◆ **Exercise description**: Read through the entries below and copy each line where "expect" turns up.

* * * * *

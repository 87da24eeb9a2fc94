//! Testing utilities for configuration declarations
//!
//! Isolated temp directories for YAML files and scoped process-environment
//! changes that are undone on drop. Tests touching the process environment
//! should be marked `#[serial(process_env)]`.

use super::source::Environment;
use std::collections::HashMap;
use std::env;
use std::path::{Path, PathBuf};
use tempfile::TempDir;

/// Test environment helper
///
/// Owns a temporary directory and remembers every environment variable it
/// changes so the original state can be restored.
pub struct TestEnv {
	temp_dir: TempDir,
	original_env: HashMap<String, Option<String>>,
	modified_keys: Vec<String>,
}

impl TestEnv {
	/// Create a new test environment
	///
	/// # Examples
	///
	/// ```
	/// use stratum_conf::config::testing::TestEnv;
	///
	/// let test_env = TestEnv::new().unwrap();
	/// assert!(test_env.path().exists());
	/// ```
	pub fn new() -> std::io::Result<Self> {
		Ok(Self {
			temp_dir: TempDir::new()?,
			original_env: HashMap::new(),
			modified_keys: Vec::new(),
		})
	}

	pub fn path(&self) -> &Path {
		self.temp_dir.path()
	}

	fn remember(&mut self, key: &str) {
		if !self.original_env.contains_key(key) {
			self.original_env.insert(key.to_string(), env::var(key).ok());
		}
		if !self.modified_keys.iter().any(|k| k == key) {
			self.modified_keys.push(key.to_string());
		}
	}

	/// Set a process environment variable until this helper is dropped.
	pub fn set_var(&mut self, key: impl Into<String>, value: impl Into<String>) {
		let key = key.into();
		self.remember(&key);

		// SAFETY: Setting environment variables is unsafe in multi-threaded programs.
		// TestEnv is designed for use in tests with #[serial] to ensure exclusive access.
		unsafe {
			env::set_var(&key, value.into());
		}
	}

	/// Remove a process environment variable until this helper is dropped.
	pub fn remove_var(&mut self, key: impl Into<String>) {
		let key = key.into();
		self.remember(&key);

		// SAFETY: Removing environment variables is unsafe in multi-threaded programs.
		// TestEnv is designed for use in tests with #[serial] to ensure exclusive access.
		unsafe {
			env::remove_var(&key);
		}
	}

	/// Write a YAML file into the temporary directory.
	///
	/// # Examples
	///
	/// ```
	/// use stratum_conf::config::testing::TestEnv;
	///
	/// let test_env = TestEnv::new().unwrap();
	/// let path = test_env.create_yaml_file("app.yaml", "PORT: 8080\n").unwrap();
	/// assert!(path.exists());
	/// ```
	pub fn create_yaml_file(&self, filename: &str, content: &str) -> std::io::Result<PathBuf> {
		let path = self.temp_dir.path().join(filename);
		if let Some(parent) = path.parent() {
			std::fs::create_dir_all(parent)?;
		}
		std::fs::write(&path, content)?;
		Ok(path)
	}

	/// Snapshot the process environment as it is now.
	pub fn environment(&self) -> Environment {
		Environment::from_process()
	}
}

impl Drop for TestEnv {
	fn drop(&mut self) {
		for key in &self.modified_keys {
			if let Some(original) = self.original_env.get(key) {
				// SAFETY: Restoring environment variables is unsafe in multi-threaded programs.
				// TestEnv is designed for use in tests with #[serial] to ensure exclusive access.
				unsafe {
					match original {
						Some(val) => env::set_var(key, val),
						None => env::remove_var(key),
					}
				}
			}
		}
	}
}

impl Default for TestEnv {
	fn default() -> Self {
		Self::new().expect("Failed to create test environment")
	}
}

/// Builder for a [`TestEnv`] preloaded with variables and YAML files.
///
/// # Examples
///
/// ```
/// use stratum_conf::config::testing::TestConfigBuilder;
///
/// let test_env = TestConfigBuilder::new()
///     .yaml("app.yaml", "HOST: localhost\n")
///     .build();
/// assert!(test_env.path().join("app.yaml").exists());
/// ```
#[derive(Default)]
pub struct TestConfigBuilder {
	env_vars: Vec<(String, String)>,
	yaml_files: Vec<(String, String)>,
}

impl TestConfigBuilder {
	pub fn new() -> Self {
		Self::default()
	}

	pub fn env(mut self, key: impl Into<String>, value: impl Into<String>) -> Self {
		self.env_vars.push((key.into(), value.into()));
		self
	}

	pub fn yaml(mut self, filename: impl Into<String>, content: impl Into<String>) -> Self {
		self.yaml_files.push((filename.into(), content.into()));
		self
	}

	pub fn build(self) -> TestEnv {
		let mut test_env = TestEnv::default();

		for (key, value) in self.env_vars {
			test_env.set_var(key, value);
		}

		for (filename, content) in &self.yaml_files {
			test_env
				.create_yaml_file(filename, content)
				.expect("Failed to write YAML file");
		}

		test_env
	}
}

* * * * *

◆ **Reply**:
		Self::new().expect("Failed to create test environment")
				.expect("Failed to write YAML file");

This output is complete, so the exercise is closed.